Una Ferrari 308 GTS del 1985, notata per il suo stile iconico e la sua meccanica originale, ha subito un intervento di restauro estremo che ne ha completamente modificato il cuore. Il progetto, realizzato da Car Restoration, ha visto l’installazione di un motore V12 da 5,4 litri, derivato da una 400i, abbinato a componenti di modelli come la Testarossa e la 360 Modena. L’obiettivo del proprietario era ottenere una maggiore potenza, superando i 240 cavalli erogati dal motore originale. Il risultato è un’auto che, sebbene stravolta, rappresenta un esempio di ingegnosità e passione per la casa di Maranello.

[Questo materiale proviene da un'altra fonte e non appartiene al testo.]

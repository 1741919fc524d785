// ==========================================
// 牲畜称重管理系统 - 健康预警用例实现
// ==========================================

use crate::domain::date_range::DateRange;
use crate::domain::metrics::{HealthFlag, HealthSummary};
use crate::engine::{HealthEngine, HealthThresholds};
use crate::perf::PerfGuard;
use crate::repository::history::{AnimalDirectory, WeighingHistory, WeighingsByAnimal};
use crate::use_cases::error::{AnalyticsError, AnalyticsResult};
use crate::use_cases::health_alerts::HealthAlertUseCase;
use crate::use_cases::AnalyticsResponse;
use std::sync::Arc;

/// 健康预警用例实现
pub struct HealthAlertUseCaseImpl {
    weighings: Arc<dyn WeighingHistory>,
    animals: Arc<dyn AnimalDirectory>,
    engine: HealthEngine,
    escalation_consecutive_losses: u32,
}

impl HealthAlertUseCaseImpl {
    /// # 参数
    /// - `thresholds`: 掉重分级阈值
    /// - `escalation_consecutive_losses`: 连续掉重升级阈值
    pub fn new(
        weighings: Arc<dyn WeighingHistory>,
        animals: Arc<dyn AnimalDirectory>,
        thresholds: HealthThresholds,
        escalation_consecutive_losses: u32,
    ) -> AnalyticsResult<Self> {
        thresholds.validate().map_err(AnalyticsError::Config)?;

        Ok(Self {
            weighings,
            animals,
            engine: HealthEngine::new(thresholds),
            escalation_consecutive_losses,
        })
    }
}

impl HealthAlertUseCase for HealthAlertUseCaseImpl {
    fn get_animal_alerts(&self, animal_id: i64) -> AnalyticsResult<Vec<HealthFlag>> {
        let _perf = PerfGuard::new("get_animal_alerts");

        if self.animals.find_animal(animal_id)?.is_none() {
            return Err(AnalyticsError::not_found("Animal", animal_id));
        }

        let records = self.weighings.get_weighings_for_animal(animal_id)?;
        Ok(self.engine.detect(&records).collect())
    }

    fn get_herd_health(
        &self,
        tenant_id: &str,
        date_range: Option<&DateRange>,
    ) -> AnalyticsResult<AnalyticsResponse<HealthSummary>> {
        let _perf = PerfGuard::new("get_herd_health").tenant(tenant_id);

        let mut by_animal = WeighingsByAnimal::new();
        for record in self.weighings.get_weighings_for_tenant(tenant_id, date_range)? {
            by_animal.entry(record.animal_id).or_default().push(record);
        }

        let mut items: Vec<HealthSummary> = by_animal
            .iter()
            .map(|(animal_id, records)| {
                self.engine.summarize(
                    *animal_id,
                    self.engine.detect(records),
                    self.escalation_consecutive_losses,
                )
            })
            .filter(HealthSummary::is_flagged)
            .collect();

        // 需升级的排前; 同组内 animal_id 升序 (稳定排序)
        items.sort_by_key(|s| !s.needs_escalation);

        let escalated = items.iter().filter(|s| s.needs_escalation).count();
        if escalated > 0 {
            tracing::warn!(tenant_id, escalated, "存在需升级处理的掉重预警");
        }
        tracing::info!(
            tenant_id,
            animal_count = by_animal.len(),
            flagged_count = items.len(),
            "全群健康预警汇总完成"
        );

        Ok(AnalyticsResponse::new(tenant_id, items))
    }
}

Un progetto di restauro che sfida la tradizione
Il lavoro svolto da Car Restoration ha comportato modifiche estese su diversi componenti, tra cui le testate, gli alberi a camme, il collettore di aspirazione, il sistema di alimentazione, la lubrificazione, il volano, la frizione, la trasmissione, lo scarico, il sistema di raffreddamento, i freni e la centralina. L’intero processo ha richiesto l’uso di pezzi provenienti da diverse generazioni di vetture Ferrari, tra cui una 400i abbandonata da uno sfasciacarrozze. Il risultato è un’auto che, sebbene non rispetti la purezza originale, rappresenta un’esperienza unica per chi ama l’ingegneria e la creatività.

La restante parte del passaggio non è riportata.